Railway station in Flintshire, Wales

Penyffordd railway station serves the village of Penyffordd in Flintshire, Wales. The station is 7¼ miles (12 km) north of Wrexham Central on the Borderlands Line.

==History==
The station was opened in 1877 by the Wrexham, Mold and Connah's Quay Railway, on their 1866 line from Wrexham to Buckley. The line north of the station branched to the west running onto the LNWR line from to Denbigh via Mold, which passed beneath the Borderlands route a short distance to the north. The route closed to passengers in 1962, but the connection to it from the station was used for freight traffic towards Mold until 1983 to serve the Synthite factory in Mold. The curve of the branch from the Borderlands line west was used as sidings which still remain, however are disused. The east to west line from Chester to Mold was lifted in 1985. The station's 24-lever signal box, which opened in 1885, controlled these and a second siding link into the nearby Castle Cement factory - this latter connection is still occasionally used by trainloads of imported coal to supply the factory kilns. The current signal box was opened on 17 December 1972.

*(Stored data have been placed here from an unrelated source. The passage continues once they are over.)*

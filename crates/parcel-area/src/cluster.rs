//! A named rectangular grouping of plots with role-based membership.

use indexmap::IndexSet;
use parcel_core::PlayerId;
use parcel_grid::PlotRect;
use std::fmt;

/// A management overlay over a rectangle of plots.
///
/// Exactly one distinguished owner; two further role sets, `helpers`
/// (owner-delegated rights) and `invited` (plain members). The rectangle
/// never intersects another cluster in the same area, and the cluster does
/// not own the plots inside it — plot ownership is independent.
#[derive(Clone, Debug)]
pub struct Cluster {
    name: String,
    rect: PlotRect,
    owner: PlayerId,
    helpers: IndexSet<PlayerId>,
    invited: IndexSet<PlayerId>,
}

impl Cluster {
    /// A fresh cluster with empty role sets.
    pub fn new(name: impl Into<String>, rect: PlotRect, owner: PlayerId) -> Self {
        Self {
            name: name.into(),
            rect,
            owner,
            helpers: IndexSet::new(),
            invited: IndexSet::new(),
        }
    }

    /// Unique name within the area.
    pub fn name(&self) -> &str {
        &self.name
    }

    /// The covered rectangle.
    pub fn rect(&self) -> PlotRect {
        self.rect
    }

    /// The distinguished owner. Immutable short of deleting the cluster.
    pub fn owner(&self) -> PlayerId {
        self.owner
    }

    /// Helpers, in insertion order.
    pub fn helpers(&self) -> &IndexSet<PlayerId> {
        &self.helpers
    }

    /// Invited members, in insertion order.
    pub fn invited(&self) -> &IndexSet<PlayerId> {
        &self.invited
    }

    /// Owner, helper, or invited.
    pub fn is_member(&self, player: PlayerId) -> bool {
        player == self.owner || self.helpers.contains(&player) || self.invited.contains(&player)
    }

    /// Owner or helper: the roles allowed to run owner-delegated actions.
    pub fn has_helper_rights(&self, player: PlayerId) -> bool {
        player == self.owner || self.helpers.contains(&player)
    }

    /// Number of cells the rectangle covers; the quota unit.
    pub fn claimed_area(&self) -> u64 {
        self.rect.area()
    }

    pub(crate) fn set_rect(&mut self, rect: PlotRect) {
        self.rect = rect;
    }

    pub(crate) fn add_invited(&mut self, player: PlayerId) -> bool {
        self.invited.insert(player)
    }

    pub(crate) fn remove_invited(&mut self, player: PlayerId) -> bool {
        self.invited.shift_remove(&player)
    }

    pub(crate) fn add_helper(&mut self, player: PlayerId) -> bool {
        self.helpers.insert(player)
    }

    pub(crate) fn remove_helper(&mut self, player: PlayerId) -> bool {
        self.helpers.shift_remove(&player)
    }
}

impl fmt::Display for Cluster {
    fn fmt(&self, f: &mut fmt::Formatter<'_>) -> fmt::Result {
        write!(f, "'{}' {}", self.name, self.rect)
    }
}

#[cfg(test)]
mod tests {
    use super::*;
    use parcel_core::PlotId;

    fn cluster() -> Cluster {
        Cluster::new(
            "farm",
            PlotRect::from_corners(PlotId::new(0, 0), PlotId::new(2, 2)),
            PlayerId(1),
        )
    }

    #[test]
    fn owner_is_always_a_member_with_helper_rights() {
        let c = cluster();
        assert!(c.is_member(PlayerId(1)));
        assert!(c.has_helper_rights(PlayerId(1)));
        assert!(!c.is_member(PlayerId(2)));
    }

    #[test]
    fn invited_members_lack_helper_rights() {
        let mut c = cluster();
        c.add_invited(PlayerId(2));
        assert!(c.is_member(PlayerId(2)));
        assert!(!c.has_helper_rights(PlayerId(2)));
        c.add_helper(PlayerId(2));
        assert!(c.has_helper_rights(PlayerId(2)));
    }

    #[test]
    fn claimed_area_is_rect_area() {
        assert_eq!(cluster().claimed_area(), 9);
    }
}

On the eastern side of the station was an adjoining goods yard which closed on 4 May 1964, and reopened on 4 October 1971 for distributing coal. The station became an unstaffed halt in 1969.

The station was renamed from Penyffordd for Leeswood to Penyffordd on 6 May 1974.

==Facilities==
The station has no ticket facilities, so these must be bought in advance of travel or on the train. The original buildings have been replaced with standard waiting shelters. Train running information is offered via CIS screens, telephone (on platform 2) and timetable poster boards. There is step-free access to both platforms, but the station is not listed as DDA-compliant due to the barrow crossing linking the platforms and latched gate at the main entrance.

==Services==
The station is served every 40mins by a service southbound to Wrexham General and northbound to Bidston for connections to Liverpool via the Wirral Lines. This drops to a two-hourly frequency in the evenings. From December 2017 A normal weekday frequency now runs on most Bank holidays.

On Sundays there is a train roughly every 90 minutes in each direction.

| Preceding station | National Rail |  |  | Following station |
|---|---|---|---|---|
| Hope |  | Transport for Wales Borderlands Line |  | Buckley |
|  | Historical railways |  |  |  |
| Hope |  | Great Central Railway Wrexham, Mold and Connah's Quay Railway |  | Hope Exchange |

== Bibliography ==
- Mitchell, Vic (2013). "Wrexham to New Brighton"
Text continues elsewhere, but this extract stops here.